**EXERCISE:** Each line of the data below from the one holding "ids.push(tracked[0].track_id);" to the one holding "let last_seen = 8;", inclusive, is to be reproduced exactly; no other line belongs in the answer.
##### SUPPLIED RECORDS
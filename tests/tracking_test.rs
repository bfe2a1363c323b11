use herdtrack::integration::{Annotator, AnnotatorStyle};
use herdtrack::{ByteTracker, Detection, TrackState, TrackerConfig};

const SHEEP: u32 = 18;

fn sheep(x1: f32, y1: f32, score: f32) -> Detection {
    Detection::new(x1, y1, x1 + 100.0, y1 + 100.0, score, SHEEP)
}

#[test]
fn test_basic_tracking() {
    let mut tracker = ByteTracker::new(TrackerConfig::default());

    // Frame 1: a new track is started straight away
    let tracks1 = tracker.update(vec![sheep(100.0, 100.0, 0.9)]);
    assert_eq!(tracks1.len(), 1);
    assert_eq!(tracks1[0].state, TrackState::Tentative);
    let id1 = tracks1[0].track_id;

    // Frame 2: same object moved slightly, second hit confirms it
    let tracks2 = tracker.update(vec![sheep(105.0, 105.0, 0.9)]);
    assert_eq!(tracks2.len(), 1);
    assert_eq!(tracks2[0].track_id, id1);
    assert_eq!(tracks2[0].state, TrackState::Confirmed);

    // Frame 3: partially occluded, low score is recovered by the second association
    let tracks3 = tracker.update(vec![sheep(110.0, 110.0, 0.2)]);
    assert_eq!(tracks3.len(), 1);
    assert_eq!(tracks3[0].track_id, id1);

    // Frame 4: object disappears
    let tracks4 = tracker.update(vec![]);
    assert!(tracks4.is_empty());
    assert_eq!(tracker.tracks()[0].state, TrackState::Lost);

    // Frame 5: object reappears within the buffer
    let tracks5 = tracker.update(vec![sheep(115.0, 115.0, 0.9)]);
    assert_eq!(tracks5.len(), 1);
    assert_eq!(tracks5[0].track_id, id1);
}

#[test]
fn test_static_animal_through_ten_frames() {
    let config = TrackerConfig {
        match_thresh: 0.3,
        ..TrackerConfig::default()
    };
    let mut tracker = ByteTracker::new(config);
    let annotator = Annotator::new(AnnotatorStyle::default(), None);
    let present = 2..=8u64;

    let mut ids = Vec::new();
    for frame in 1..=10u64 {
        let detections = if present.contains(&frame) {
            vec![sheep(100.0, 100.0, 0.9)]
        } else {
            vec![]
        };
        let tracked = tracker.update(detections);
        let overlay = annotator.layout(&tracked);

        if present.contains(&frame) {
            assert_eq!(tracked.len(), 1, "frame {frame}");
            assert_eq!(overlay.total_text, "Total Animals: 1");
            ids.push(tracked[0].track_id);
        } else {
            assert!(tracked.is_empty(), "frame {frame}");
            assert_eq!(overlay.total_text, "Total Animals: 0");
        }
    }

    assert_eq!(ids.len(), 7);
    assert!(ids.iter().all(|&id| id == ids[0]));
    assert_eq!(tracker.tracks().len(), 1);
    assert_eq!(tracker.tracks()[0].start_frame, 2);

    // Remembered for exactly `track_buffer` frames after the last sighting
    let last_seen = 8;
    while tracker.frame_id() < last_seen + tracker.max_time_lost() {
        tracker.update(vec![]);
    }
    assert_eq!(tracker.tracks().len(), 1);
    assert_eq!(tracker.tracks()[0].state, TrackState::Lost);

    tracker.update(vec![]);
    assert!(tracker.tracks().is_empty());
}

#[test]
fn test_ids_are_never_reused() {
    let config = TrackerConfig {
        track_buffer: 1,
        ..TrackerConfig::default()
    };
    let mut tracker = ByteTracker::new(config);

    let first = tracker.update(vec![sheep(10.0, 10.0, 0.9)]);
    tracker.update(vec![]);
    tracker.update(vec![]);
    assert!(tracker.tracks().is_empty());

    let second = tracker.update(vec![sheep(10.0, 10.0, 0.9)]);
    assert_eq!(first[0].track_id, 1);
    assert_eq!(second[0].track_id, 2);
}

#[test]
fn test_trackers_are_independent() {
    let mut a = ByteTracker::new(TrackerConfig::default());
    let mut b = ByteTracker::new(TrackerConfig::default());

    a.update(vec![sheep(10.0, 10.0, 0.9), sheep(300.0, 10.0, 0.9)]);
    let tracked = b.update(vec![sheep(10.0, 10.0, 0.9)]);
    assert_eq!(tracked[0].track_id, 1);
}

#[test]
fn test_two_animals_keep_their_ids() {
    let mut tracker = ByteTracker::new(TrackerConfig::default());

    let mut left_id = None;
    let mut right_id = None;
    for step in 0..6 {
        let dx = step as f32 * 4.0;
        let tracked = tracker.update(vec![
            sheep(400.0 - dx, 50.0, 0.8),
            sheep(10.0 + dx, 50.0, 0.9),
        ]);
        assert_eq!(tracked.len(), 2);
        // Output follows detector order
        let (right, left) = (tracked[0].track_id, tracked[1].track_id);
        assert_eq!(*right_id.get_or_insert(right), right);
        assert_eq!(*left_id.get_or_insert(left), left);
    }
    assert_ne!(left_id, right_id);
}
##########
**FINAL ANSWER:**
            ids.push(tracked[0].track_id);
        } else {
            assert!(tracked.is_empty(), "frame {frame}");
            assert_eq!(overlay.total_text, "Total Animals: 0");
        }
    }

    assert_eq!(ids.len(), 7);
    assert!(ids.iter().all(|&id| id == ids[0]));
    assert_eq!(tracker.tracks().len(), 1);
    assert_eq!(tracker.tracks()[0].start_frame, 2);

    // Remembered for exactly `track_buffer` frames after the last sighting
    let last_seen = 8;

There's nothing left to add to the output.